▸ RECORDS FOR THE TASK:

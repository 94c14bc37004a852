//! Error types for taskqueue
//!
//! Every failure belongs to exactly one [`ErrorKind`], which is what the
//! operation surface reports to callers.
//!
//! Exit codes:
//! - 0: Success
//! - 2: User error (missing field, invalid value, unknown id, bad config)
//! - 3: Blocked (mutation of an approved task)
//! - 4: Operation failed (corrupt state file, I/O, lock timeout)

use std::fmt;
use std::path::PathBuf;

use serde::Serialize;
use serde_json::json;
use thiserror::Error;

/// Exit codes for the taskqueue CLI
pub mod exit_codes {
    pub const SUCCESS: i32 = 0;
    pub const USER_ERROR: i32 = 2;
    pub const BLOCKED: i32 = 3;
    pub const OPERATION_FAILED: i32 = 4;
}

/// Error category reported to callers of the operation surface
#[derive(Debug, Clone, Copy, PartialEq, Eq, Serialize)]
pub enum ErrorKind {
    #[serde(rename = "ValidationError")]
    Validation,
    #[serde(rename = "NotFoundError")]
    NotFound,
    #[serde(rename = "ParseError")]
    Parse,
    #[serde(rename = "ConflictError")]
    Conflict,
    #[serde(rename = "StorageError")]
    Storage,
}

impl ErrorKind {
    pub fn as_str(&self) -> &'static str {
        match self {
            ErrorKind::Validation => "ValidationError",
            ErrorKind::NotFound => "NotFoundError",
            ErrorKind::Parse => "ParseError",
            ErrorKind::Conflict => "ConflictError",
            ErrorKind::Storage => "StorageError",
        }
    }
}

impl fmt::Display for ErrorKind {
    fn fmt(&self, f: &mut fmt::Formatter<'_>) -> fmt::Result {
        f.write_str(self.as_str())
    }
}

/// Main error type for taskqueue operations
#[derive(Error, Debug)]
pub enum Error {
    // Validation (exit code 2)
    #[error("Missing required field: {0}")]
    MissingField(String),

    #[error("Invalid argument: {0}")]
    InvalidArgument(String),

    #[error("Project {project_id} cannot be finalized; blocking tasks: {}", .blocking.join(", "))]
    FinalizeBlocked {
        project_id: String,
        blocking: Vec<String>,
    },

    #[error("Invalid configuration: {0}")]
    InvalidConfig(String),

    #[error("TOML parse error: {0}")]
    TomlParse(#[from] toml::de::Error),

    // Not found (exit code 2)
    #[error("Project not found: {0}")]
    ProjectNotFound(String),

    #[error("Task not found: {task_id} in project {project_id}")]
    TaskNotFound { project_id: String, task_id: String },

    #[error("Unknown tool: {0}")]
    UnknownTool(String),

    // Conflicts (exit code 3)
    #[error("Task {0} is approved and can no longer be modified")]
    TaskFrozen(String),

    #[error("Task {0} is already approved")]
    AlreadyApproved(String),

    // Operation failures (exit code 4)
    #[error("Failed to parse state file {path}: {source}")]
    Parse {
        path: PathBuf,
        #[source]
        source: serde_json::Error,
    },

    #[error("IO error: {0}")]
    Io(#[from] std::io::Error),

    #[error("JSON error: {0}")]
    Json(#[from] serde_json::Error),

    #[error("Lock acquisition failed: {0}")]
    LockFailed(PathBuf),

    #[error("Operation failed: {0}")]
    OperationFailed(String),

    #[error("No {0}<n> identifiers left to allocate")]
    IdSpaceExhausted(String),
}

impl Error {
    /// Category of this error as seen by tool callers
    pub fn kind(&self) -> ErrorKind {
        match self {
            Error::MissingField(_)
            | Error::InvalidArgument(_)
            | Error::FinalizeBlocked { .. }
            | Error::InvalidConfig(_)
            | Error::TomlParse(_) => ErrorKind::Validation,

            Error::ProjectNotFound(_) | Error::TaskNotFound { .. } | Error::UnknownTool(_) => {
                ErrorKind::NotFound
            }

            Error::TaskFrozen(_) | Error::AlreadyApproved(_) => ErrorKind::Conflict,

            Error::Parse { .. } => ErrorKind::Parse,

            Error::Io(_)
            | Error::Json(_)
            | Error::LockFailed(_)
            | Error::OperationFailed(_)
            | Error::IdSpaceExhausted(_) => ErrorKind::Storage,
        }
    }

    /// Get the exit code for this error
    pub fn exit_code(&self) -> i32 {
        match self.kind() {
            ErrorKind::Validation | ErrorKind::NotFound => exit_codes::USER_ERROR,
            ErrorKind::Conflict => exit_codes::BLOCKED,
            ErrorKind::Parse | ErrorKind::Storage => exit_codes::OPERATION_FAILED,
        }
    }

    /// Structured fields for machine consumers
    pub fn details(&self) -> Option<serde_json::Value> {
        match self {
            Error::MissingField(field) => Some(json!({ "field": field })),
            Error::FinalizeBlocked {
                project_id,
                blocking,
            } => Some(json!({ "projectId": project_id, "blockingTasks": blocking })),
            Error::ProjectNotFound(project_id) => Some(json!({ "projectId": project_id })),
            Error::TaskNotFound {
                project_id,
                task_id,
            } => Some(json!({ "projectId": project_id, "taskId": task_id })),
            Error::TaskFrozen(task_id) | Error::AlreadyApproved(task_id) => {
                Some(json!({ "taskId": task_id }))
            }
            Error::UnknownTool(name) => Some(json!({ "tool": name })),
            Error::IdSpaceExhausted(prefix) => Some(json!({ "prefix": prefix })),
            Error::Parse { path, .. } | Error::LockFailed(path) => {
                Some(json!({ "path": path.display().to_string() }))
            }
            _ => None,
        }
    }
}

/// Result type alias for taskqueue operations
pub type Result<T> = std::result::Result<T, Error>;

/// Structured `{kind, message}` error body
#[derive(Debug, Clone, serde::Serialize)]
pub struct JsonError {
    pub kind: ErrorKind,
    pub message: String,
    pub code: i32,
    #[serde(skip_serializing_if = "Option::is_none")]
    pub details: Option<serde_json::Value>,
}

impl From<&Error> for JsonError {
    fn from(err: &Error) -> Self {
        JsonError {
            kind: err.kind(),
            message: err.to_string(),
            code: err.exit_code(),
            details: err.details(),
        }
    }
}
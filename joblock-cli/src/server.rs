use std::sync::Arc;

use axum::{
    extract::{Path, State},
    http::StatusCode,
    response::{IntoResponse, Response},
    routing::get,
    Json, Router,
};
use serde::Serialize;
use tower_http::cors::CorsLayer;

use joblock_core::{Database, DbConfig, Error};

use crate::handlers::*;

pub type AppState = Arc<Database>;

pub async fn run(host: &str, port: u16, config: &DbConfig) -> Result<(), Box<dyn std::error::Error>> {
    // Waits here for as long as the shared store is unreachable
    let db = Database::open(config).await?;
    tracing::info!(backend = %db.family(), "💾 Job database ready");

    let app = router(db);
    let addr = format!("{}:{}", host, port);
    tracing::info!("🔒 joblock server starting on http://{}", addr);

    let listener = tokio::net::TcpListener::bind(&addr).await?;
    axum::serve(listener, app).await?;
    Ok(())
}

pub fn router(db: Database) -> Router {
    let state: AppState = Arc::new(db);

    Router::new()
        .route("/health", get(health))
        .route("/jobs", get(list_jobs).post(insert_job).delete(delete_all_jobs))
        .route("/jobs/{id}", get(get_job).put(put_job).delete(delete_job))
        .route("/jobs/{id}/lock", get(job_lock))
        .layer(CorsLayer::permissive())
        .with_state(state)
}

// ─── Response Helpers ───────────────────────────────────────────────────────

fn reply<T: Serialize>(status: StatusCode, body: ApiResponse<T>) -> Response {
    (status, Json(body)).into_response()
}

fn bad_request(msg: String) -> Response {
    reply(StatusCode::BAD_REQUEST, ApiResponse::<()>::err(msg))
}

fn error_response(err: Error) -> Response {
    if err.is_storage_unavailable() {
        // The caller owns the retry; tell it to come back later
        tracing::warn!("Storage unavailable: {}", err);
        return reply(StatusCode::SERVICE_UNAVAILABLE, ApiResponse::<()>::err(err.to_string()));
    }
    let status = match &err {
        Error::JobAlreadyExists(_) => StatusCode::CONFLICT,
        Error::JobNotFound(_) => StatusCode::NOT_FOUND,
        _ => {
            tracing::error!("Request failed: {}", err);
            StatusCode::INTERNAL_SERVER_ERROR
        }
    };
    reply(status, ApiResponse::<()>::err(err.to_string()))
}

// ─── Handlers ───────────────────────────────────────────────────────────────

async fn health(State(db): State<AppState>) -> Json<ApiResponse<HealthResponse>> {
    Json(ApiResponse::ok(HealthResponse {
        status: "ok".to_string(),
        backend: db.family(),
        version: env!("CARGO_PKG_VERSION").to_string(),
    }))
}

async fn list_jobs(State(db): State<AppState>) -> Response {
    match db.jobs().list().await {
        Ok(jobs) => reply(StatusCode::OK, ApiResponse::ok(jobs)),
        Err(e) => error_response(e),
    }
}

async fn insert_job(State(db): State<AppState>, Json(req): Json<JobRequest>) -> Response {
    if let Err(e) = req.validate() {
        return bad_request(e);
    }
    let job = req.into_job();
    match db.jobs().insert(&job).await {
        Ok(()) => {
            tracing::info!(job_id = %job.id, "Job created");
            reply(StatusCode::CREATED, ApiResponse::ok(job))
        }
        Err(e) => error_response(e),
    }
}

async fn delete_all_jobs(State(db): State<AppState>) -> Response {
    match db.jobs().delete_all().await {
        Ok(()) => {
            tracing::info!("All jobs deleted");
            reply(StatusCode::OK, ApiResponse::ok("all jobs deleted"))
        }
        Err(e) => error_response(e),
    }
}

async fn get_job(State(db): State<AppState>, Path(id): Path<String>) -> Response {
    match db.jobs().get(&id).await {
        Ok(Some(job)) => reply(StatusCode::OK, ApiResponse::ok(job)),
        Ok(None) => error_response(Error::JobNotFound(id)),
        Err(e) => error_response(e),
    }
}

async fn put_job(
    State(db): State<AppState>,
    Path(id): Path<String>,
    Json(req): Json<JobRequest>,
) -> Response {
    if let Err(e) = req.validate_for(&id) {
        return bad_request(e);
    }
    let job = req.into_job();
    match db.jobs().put(&job).await {
        Ok(()) => {
            tracing::info!(job_id = %job.id, "Job stored");
            reply(StatusCode::OK, ApiResponse::ok(job))
        }
        Err(e) => error_response(e),
    }
}

async fn delete_job(State(db): State<AppState>, Path(id): Path<String>) -> Response {
    match db.jobs().delete(&id).await {
        Ok(()) => {
            tracing::info!(job_id = %id, "Job deleted");
            reply(StatusCode::OK, ApiResponse::ok(format!("Job '{}' deleted", id)))
        }
        Err(e) => error_response(e),
    }
}

async fn job_lock(State(db): State<AppState>, Path(id): Path<String>) -> Response {
    match db.locker().current_lock(&id).await {
        Ok(lock) => reply(StatusCode::OK, ApiResponse::ok(LockInfo::from_lock(id, lock))),
        Err(e) => error_response(e),
    }
}

#[cfg(test)]
mod tests {
    use super::*;
    use axum::body::{to_bytes, Body};
    use axum::http::{Method, Request};
    use async_trait::async_trait;
    use joblock_core::{BackendFamily, Job, JobAccess, JobLock, JobLocker, OwnerId};
    use serde_json::{json, Value};
    use std::time::Duration;
    use tower::ServiceExt;

    /// A backend whose every call fails like a dropped connection.
    struct UnreachableStore;

    fn connection_reset<T>() -> joblock_core::Result<T> {
        Err(Error::StorageUnavailable("connection reset by peer".into()))
    }

    #[async_trait]
    impl JobAccess for UnreachableStore {
        async fn put(&self, _job: &Job) -> joblock_core::Result<()> {
            connection_reset()
        }
        async fn insert(&self, _job: &Job) -> joblock_core::Result<()> {
            connection_reset()
        }
        async fn update(&self, _job: &Job) -> joblock_core::Result<()> {
            connection_reset()
        }
        async fn get(&self, _id: &str) -> joblock_core::Result<Option<Job>> {
            connection_reset()
        }
        async fn list(&self) -> joblock_core::Result<Vec<Job>> {
            connection_reset()
        }
        async fn delete(&self, _id: &str) -> joblock_core::Result<()> {
            connection_reset()
        }
        async fn delete_all(&self) -> joblock_core::Result<()> {
            connection_reset()
        }
    }

    #[async_trait]
    impl JobLocker for UnreachableStore {
        async fn acquire(&self, _: &str, _: &OwnerId, _: Duration) -> joblock_core::Result<bool> {
            connection_reset()
        }
        async fn renew(&self, _: &str, _: &OwnerId, _: Duration) -> joblock_core::Result<bool> {
            connection_reset()
        }
        async fn release(&self, _: &str, _: &OwnerId) -> joblock_core::Result<bool> {
            connection_reset()
        }
        async fn is_locked(&self, _: &str) -> joblock_core::Result<bool> {
            connection_reset()
        }
        async fn current_lock(&self, _: &str) -> joblock_core::Result<Option<JobLock>> {
            connection_reset()
        }
    }

    fn app() -> (Router, Database) {
        let db = Database::in_memory(Duration::from_secs(10));
        (router(db.clone()), db)
    }

    async fn call(app: &Router, method: Method, uri: &str, body: Option<Value>) -> (StatusCode, Value) {
        let mut builder = Request::builder().method(method).uri(uri);
        let body = match body {
            Some(value) => {
                builder = builder.header("content-type", "application/json");
                Body::from(value.to_string())
            }
            None => Body::empty(),
        };
        let response = app
            .clone()
            .oneshot(builder.body(body).unwrap())
            .await
            .unwrap();
        let status = response.status();
        let bytes = to_bytes(response.into_body(), usize::MAX).await.unwrap();
        let value = if bytes.is_empty() {
            Value::Null
        } else {
            serde_json::from_slice(&bytes).unwrap()
        };
        (status, value)
    }

    #[tokio::test]
    async fn test_health_reports_backend() {
        let (app, _) = app();
        let (status, body) = call(&app, Method::GET, "/health", None).await;
        assert_eq!(status, StatusCode::OK);
        assert_eq!(body["data"]["backend"], "LOCAL_EPHEMERAL");
    }

    #[tokio::test]
    async fn test_job_crud() {
        let (app, _) = app();
        let job = json!({"id": "order-1", "payload": {"pair": "BTC/USD"}});

        let (status, _) = call(&app, Method::POST, "/jobs", Some(job.clone())).await;
        assert_eq!(status, StatusCode::CREATED);

        let (status, body) = call(&app, Method::POST, "/jobs", Some(job.clone())).await;
        assert_eq!(status, StatusCode::CONFLICT);
        assert_eq!(body["success"], false);

        let (status, body) = call(&app, Method::GET, "/jobs/order-1", None).await;
        assert_eq!(status, StatusCode::OK);
        assert_eq!(body["data"], job);

        let replaced = json!({"id": "order-1", "payload": {"pair": "ETH/USD"}});
        let (status, _) = call(&app, Method::PUT, "/jobs/order-1", Some(replaced.clone())).await;
        assert_eq!(status, StatusCode::OK);

        let (_, body) = call(&app, Method::GET, "/jobs", None).await;
        assert_eq!(body["data"], json!([replaced]));

        let (status, _) = call(&app, Method::DELETE, "/jobs/order-1", None).await;
        assert_eq!(status, StatusCode::OK);
        let (status, _) = call(&app, Method::GET, "/jobs/order-1", None).await;
        assert_eq!(status, StatusCode::NOT_FOUND);
    }

    #[tokio::test]
    async fn test_put_with_mismatched_id_is_rejected() {
        let (app, _) = app();
        let job = json!({"id": "order-2", "payload": {}});
        let (status, body) = call(&app, Method::PUT, "/jobs/order-1", Some(job)).await;
        assert_eq!(status, StatusCode::BAD_REQUEST);
        assert_eq!(body["error"], "id doesn't match endpoint");
    }

    #[tokio::test]
    async fn test_lock_view_is_advisory() {
        let (app, db) = app();

        let (_, body) = call(&app, Method::GET, "/jobs/order-1/lock", None).await;
        assert_eq!(body["data"]["locked"], false);

        let owner = OwnerId::new("instance-a");
        assert!(db
            .locker()
            .acquire("order-1", &owner, db.lock_duration())
            .await
            .unwrap());

        let (_, body) = call(&app, Method::GET, "/jobs/order-1/lock", None).await;
        assert_eq!(body["data"]["locked"], true);
        assert_eq!(body["data"]["owner"], "instance-a");
    }

    #[tokio::test]
    async fn test_storage_outage_maps_to_service_unavailable() {
        let db = Database::from_parts(
            BackendFamily::DurableShared,
            Arc::new(UnreachableStore),
            Duration::from_secs(10),
        );
        let app = router(db);

        let (status, body) = call(&app, Method::GET, "/jobs", None).await;
        assert_eq!(status, StatusCode::SERVICE_UNAVAILABLE);
        assert_eq!(body["success"], false);

        let (status, _) = call(&app, Method::GET, "/jobs/order-1/lock", None).await;
        assert_eq!(status, StatusCode::SERVICE_UNAVAILABLE);

        let job = json!({"id": "order-1", "payload": {}});
        let (status, _) = call(&app, Method::PUT, "/jobs/order-1", Some(job)).await;
        assert_eq!(status, StatusCode::SERVICE_UNAVAILABLE);
    }
}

▸ REQUIREMENT: Above are the records; from them, give again exactly the lines from the one containing "impl From<&Error> for" to the one containing "pub async fn", both lines included, and nothing more.

▸ SOLUTION TO THIS TASK:
impl From<&Error> for JsonError {
    fn from(err: &Error) -> Self {
        JsonError {
            kind: err.kind(),
            message: err.to_string(),
            code: err.exit_code(),
            details: err.details(),
        }
    }
}
filename joblock-cli/src/server.rs
use std::sync::Arc;

use axum::{
    extract::{Path, State},
    http::StatusCode,
    response::{IntoResponse, Response},
    routing::get,
    Json, Router,
};
use serde::Serialize;
use tower_http::cors::CorsLayer;

use joblock_core::{Database, DbConfig, Error};

use crate::handlers::*;

pub type AppState = Arc<Database>;

pub async fn run(host: &str, port: u16, config: &DbConfig) -> Result<(), Box<dyn std::error::Error>> {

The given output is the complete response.